[Information provided Boundary: Start]
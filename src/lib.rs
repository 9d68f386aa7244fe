// src/lib.rs

pub mod cli;
pub mod config;
pub mod engine;
pub mod errors;
pub mod exec;
pub mod logging;
pub mod protocol;
pub mod server;
pub mod types;

use std::sync::Arc;
use std::time::Duration;

use anyhow::{Result, bail};
use tracing::{debug, info, warn};

use crate::cli::{CliArgs, Command, RunArgs, ServeArgs};
use crate::config::{ConfigFile, load_or_default};
use crate::engine::Orchestrator;
use crate::exec::{CommandSpec, ProcessLauncher};
use crate::types::{LaunchRequest, RunStatus, StatusRecord};

/// High-level entry point used by `main.rs`.
///
/// This wires together:
/// - config loading
/// - the orchestrator and its child-process launcher
/// - either a followed one-off run or the HTTP API
/// - Ctrl-C handling
pub async fn run(args: CliArgs) -> Result<()> {
    let cfg = load_or_default(args.config.as_deref())?;
    debug!(?cfg, "configuration loaded");

    match args.command {
        Command::Run(run_args) => run_once(&cfg, &run_args).await,
        Command::Serve(serve_args) => serve(&cfg, &serve_args).await,
    }
}

/// `crawlctl run`: start one crawl and follow it to the end.
async fn run_once(cfg: &ConfigFile, run_args: &RunArgs) -> Result<()> {
    let request = run_args.launch_request(&cfg.defaults);

    if run_args.dry_run {
        print_dry_run(&cfg.crawler.command_spec(), &request);
        return Ok(());
    }

    let orchestrator = Orchestrator::from_config(&cfg.crawler);
    orchestrator.start(&request).await?;

    let state = follow_run(&orchestrator, cfg.crawler.poll_interval()).await;
    orchestrator.shutdown().await;

    match state.status {
        RunStatus::Completed => {
            info!("crawler run completed");
            Ok(())
        }
        RunStatus::Failed => bail!("crawler run failed: {}", state.last_log),
        RunStatus::Idle | RunStatus::Running => {
            warn!(last_log = %state.last_log, "crawler exited without reporting completion");
            Ok(())
        }
    }
}

/// Poll the orchestrator, printing every change, until the run is over.
///
/// The first Ctrl-C stops the crawler; following the run continues so the
/// final status is still reported.
pub async fn follow_run<L: ProcessLauncher>(
    orchestrator: &Orchestrator<L>,
    poll_interval: Duration,
) -> StatusRecord {
    let mut ticker = tokio::time::interval(poll_interval);
    let ctrl_c = tokio::signal::ctrl_c();
    tokio::pin!(ctrl_c);

    let mut stopping = false;
    let mut last_printed: Option<StatusRecord> = None;

    loop {
        tokio::select! {
            _ = ticker.tick() => {}
            res = &mut ctrl_c, if !stopping => {
                stopping = true;
                if let Err(e) = res {
                    warn!(error = %e, "failed to listen for Ctrl+C");
                } else {
                    info!("Ctrl+C received; stopping crawler");
                    orchestrator.stop().await;
                }
            }
        }

        let state = orchestrator.full_state();
        if last_printed.as_ref() != Some(&state) {
            println!("{}", render_state(&state));
            last_printed = Some(state.clone());
        }

        if state.status != RunStatus::Running && !orchestrator.is_running() {
            return state;
        }
    }
}

/// One console line per observed state.
pub fn render_state(state: &StatusRecord) -> String {
    format!(
        "[{:>3}%] {:<9} {}",
        state.progress,
        state.status.as_str(),
        state.last_log
    )
}

/// `crawlctl serve`: expose the orchestrator over HTTP until Ctrl-C.
async fn serve(cfg: &ConfigFile, serve_args: &ServeArgs) -> Result<()> {
    let mut server = cfg.server.clone();
    if let Some(host) = &serve_args.host {
        server.host = host.clone();
    }
    if let Some(port) = serve_args.port {
        server.port = port;
    }

    let orchestrator = Arc::new(Orchestrator::from_config(&cfg.crawler));

    let shutdown = async {
        if let Err(e) = tokio::signal::ctrl_c().await {
            warn!(error = %e, "failed to listen for Ctrl+C");
            std::future::pending::<()>().await;
        }
        info!("Ctrl+C received; shutting down");
    };

    crate::server::serve(orchestrator, &server, shutdown).await?;
    Ok(())
}

/// Simple dry-run output: print the command line and the request.
fn print_dry_run(command: &CommandSpec, request: &LaunchRequest) {
    println!("crawlctl dry-run");
    println!("  mode     = {}", request.mode);
    if let Some(round) = &request.start_round {
        println!("  start    = {round}");
    }
    if let Some(round) = &request.end_round {
        println!("  end      = {round}");
    }
    println!("  headless = {}", request.headless);
    println!("  timeout  = {}s", request.timeout_seconds);
    if let Some(dir) = &command.working_dir {
        println!("  cwd      = {}", dir.display());
    }
    println!();
    println!("{}", command.display_with(&request.to_args()));

    debug!("dry-run complete (no execution)");
}
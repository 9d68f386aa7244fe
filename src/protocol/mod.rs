// src/protocol/mod.rs

//! Status line protocol spoken by the crawler on its output streams.
//!
//! One record per line:
//!
//! | line              | meaning                        |
//! |-------------------|--------------------------------|
//! | `STATUS:START`    | run has begun                  |
//! | `STATUS:COMPLETE` | run finished successfully      |
//! | `PROGRESS:<int>`  | progress percentage            |
//! | `ERROR:<message>` | fatal error, the run is failing|
//! | anything else     | informational log line         |
//!
//! [`parser`] turns a line into a [`StatusLine`] and applies it to a
//! [`StatusRecord`](crate::types::StatusRecord).

pub mod parser;

pub use parser::{apply, classify, parse_and_update};

pub const PREFIX_STATUS_START: &str = "STATUS:START";
pub const PREFIX_STATUS_COMPLETE: &str = "STATUS:COMPLETE";
pub const PREFIX_PROGRESS: &str = "PROGRESS:";
pub const PREFIX_ERROR: &str = "ERROR:";

/// A classified output line.
#[derive(Debug, Clone, Copy, PartialEq, Eq)]
pub enum StatusLine<'a> {
    Start,
    Complete,
    /// `None` when the value after `PROGRESS:` is not an integer.
    Progress(Option<i64>),
    Error(&'a str),
    Info(&'a str),
    /// Empty line; carries nothing.
    Blank,
}

impl StatusLine<'_> {
    /// Whether the line carried one of the protocol prefixes.
    pub fn is_tagged(&self) -> bool {
        !matches!(self, StatusLine::Info(_) | StatusLine::Blank)
    }
}
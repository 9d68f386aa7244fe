// src/errors.rs

//! Crate-wide error aliases and helpers.

use thiserror::Error;

#[derive(Error, Debug)]
pub enum CrawlctlError {
    #[error("Crawler is already running")]
    AlreadyRunning,

    #[error("Failed to start '{program}': {source}")]
    Launch {
        program: String,
        #[source]
        source: std::io::Error,
    },

    #[error("Configuration error: {0}")]
    ConfigError(String),

    #[error("IO error: {0}")]
    IoError(#[from] std::io::Error),

    #[error("TOML parsing error: {0}")]
    TomlError(#[from] toml::de::Error),

    #[error(transparent)]
    Other(#[from] anyhow::Error),
}

pub use anyhow::Error;
pub type Result<T> = std::result::Result<T, CrawlctlError>;
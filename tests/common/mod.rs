#![allow(unused_imports)]

pub use crawlctl_test_utils::builders;
pub use crawlctl_test_utils::{init_tracing, wait_until, with_timeout};
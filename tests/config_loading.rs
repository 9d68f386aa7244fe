// tests/config_loading.rs

mod common;
use crate::common::builders::ConfigFileBuilder;

use std::error::Error;
use std::io::Write;
use std::path::PathBuf;
use std::time::Duration;

use tempfile::NamedTempFile;

use crawlctl::config::{ConfigFile, load_and_validate, load_from_path};
use crawlctl::errors::CrawlctlError;

type TestResult = Result<(), Box<dyn Error>>;

fn write_config(contents: &str) -> Result<NamedTempFile, Box<dyn Error>> {
    let mut file = NamedTempFile::new()?;
    write!(file, "{contents}")?;
    Ok(file)
}

fn expect_config_error(contents: &str, needle: &str) -> TestResult {
    let file = write_config(contents)?;
    match load_and_validate(file.path()) {
        Err(CrawlctlError::ConfigError(msg)) => {
            assert!(msg.contains(needle), "message {msg:?} should mention {needle:?}");
        }
        Err(e) => panic!("Expected ConfigError, got: {e:?}"),
        Ok(_) => panic!("Expected error, got Ok"),
    }
    Ok(())
}

#[test]
fn full_config_is_loaded() -> TestResult {
    let file = write_config(
        r#"
[crawler]
program = "/usr/bin/python3.12"
script = "crawler/run.py"
working_dir = "/srv/crawler"
grace_period_ms = 2500
poll_interval_ms = 250

[defaults]
mode = "betinfo"
headless = false
timeout = 90

[server]
host = "0.0.0.0"
port = 9090
"#,
    )?;

    let cfg = load_and_validate(file.path())?;

    assert_eq!(cfg.crawler.program, "/usr/bin/python3.12");
    assert_eq!(cfg.crawler.script, PathBuf::from("crawler/run.py"));
    assert_eq!(cfg.crawler.working_dir, Some(PathBuf::from("/srv/crawler")));
    assert_eq!(cfg.crawler.grace_period(), Duration::from_millis(2500));
    assert_eq!(cfg.crawler.poll_interval(), Duration::from_millis(250));

    let request = cfg.defaults.launch_request();
    assert_eq!(request.mode, "betinfo");
    assert!(!request.headless);
    assert_eq!(request.timeout_seconds, 90);

    assert_eq!(cfg.server.host, "0.0.0.0");
    assert_eq!(cfg.server.port, 9090);

    let command = cfg.crawler.command_spec();
    assert_eq!(command.program, "/usr/bin/python3.12");
    assert_eq!(command.script, Some(PathBuf::from("crawler/run.py")));
    assert_eq!(command.working_dir, Some(PathBuf::from("/srv/crawler")));
    Ok(())
}

#[test]
fn empty_file_uses_defaults() -> TestResult {
    let file = write_config("")?;

    let cfg = load_and_validate(file.path())?;

    assert_eq!(cfg.crawler.program, "python3");
    assert_eq!(cfg.crawler.script, PathBuf::from("python-crawler/main.py"));
    assert_eq!(cfg.crawler.working_dir, None);
    assert_eq!(cfg.crawler.grace_period(), Duration::from_secs(1));
    assert_eq!(cfg.crawler.poll_interval(), Duration::from_millis(500));
    assert_eq!(cfg.defaults.mode, "flashscore");
    assert!(cfg.defaults.headless);
    assert_eq!(cfg.defaults.timeout, 300);
    assert_eq!(cfg.server.host, "127.0.0.1");
    assert_eq!(cfg.server.port, 8080);
    Ok(())
}

#[test]
fn partial_section_keeps_other_defaults() -> TestResult {
    let file = write_config(
        r#"
[crawler]
grace_period_ms = 50
"#,
    )?;

    let cfg = load_and_validate(file.path())?;

    assert_eq!(cfg.crawler.grace_period(), Duration::from_millis(50));
    assert_eq!(cfg.crawler.program, "python3");
    assert_eq!(cfg.defaults.mode, "flashscore");
    Ok(())
}

#[test]
fn zero_grace_period_is_rejected() -> TestResult {
    expect_config_error("[crawler]\ngrace_period_ms = 0\n", "grace_period_ms")
}

#[test]
fn zero_poll_interval_is_rejected() -> TestResult {
    expect_config_error("[crawler]\npoll_interval_ms = 0\n", "poll_interval_ms")
}

#[test]
fn empty_program_is_rejected() -> TestResult {
    expect_config_error("[crawler]\nprogram = \"  \"\n", "[crawler].program")
}

#[test]
fn empty_script_is_rejected() -> TestResult {
    expect_config_error("[crawler]\nscript = \"\"\n", "[crawler].script")
}

#[test]
fn empty_default_mode_is_rejected() -> TestResult {
    expect_config_error("[defaults]\nmode = \"\"\n", "[defaults].mode")
}

#[test]
fn zero_timeout_is_rejected() -> TestResult {
    expect_config_error("[defaults]\ntimeout = 0\n", "[defaults].timeout")
}

#[test]
fn zero_port_is_rejected() -> TestResult {
    expect_config_error("[server]\nport = 0\n", "[server].port")
}

#[test]
fn malformed_toml_is_a_toml_error() -> TestResult {
    let file = write_config("[crawler\nprogram = ")?;

    let result = load_from_path(file.path());

    assert!(matches!(result, Err(CrawlctlError::TomlError(_))));
    Ok(())
}

#[test]
fn wrong_value_type_is_a_toml_error() -> TestResult {
    let file = write_config("[server]\nport = \"eighty\"\n")?;

    let result = load_and_validate(file.path());

    assert!(matches!(result, Err(CrawlctlError::TomlError(_))));
    Ok(())
}

#[test]
fn missing_file_is_an_io_error() {
    let result = load_and_validate("/nonexistent/dir/Crawlctl.toml");
    assert!(matches!(result, Err(CrawlctlError::IoError(_))));
}

#[test]
fn builder_goes_through_validation() {
    let cfg = ConfigFileBuilder::new()
        .program("sh")
        .script("crawler.sh")
        .working_dir("/tmp")
        .grace_period_ms(100)
        .default_mode("betinfo")
        .build();

    assert_eq!(cfg.crawler.command_spec().display_with(&[]), "sh crawler.sh");
    assert_eq!(cfg.crawler.grace_period(), Duration::from_millis(100));
    assert_eq!(cfg.defaults.mode, "betinfo");

    let invalid = ConfigFileBuilder::new().grace_period_ms(0).raw();
    assert!(ConfigFile::try_from(invalid).is_err());
}

#[test]
fn default_config_matches_empty_file() {
    let cfg = ConfigFile::default();
    assert_eq!(cfg.crawler.program, "python3");
    assert_eq!(cfg.server.port, 8080);
}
[Information provided Boundary: End]
Problem statement: Looking at the records above, return exactly the lines from the line with "let ctrl_c = tokio::signal::ctrl_c();" to the line with "stopping = true;", both ends included.

Task solution:
    let ctrl_c = tokio::signal::ctrl_c();
    tokio::pin!(ctrl_c);

    let mut stopping = false;
    let mut last_printed: Option<StatusRecord> = None;

    loop {
        tokio::select! {
            _ = ticker.tick() => {}
            res = &mut ctrl_c, if !stopping => {
                stopping = true;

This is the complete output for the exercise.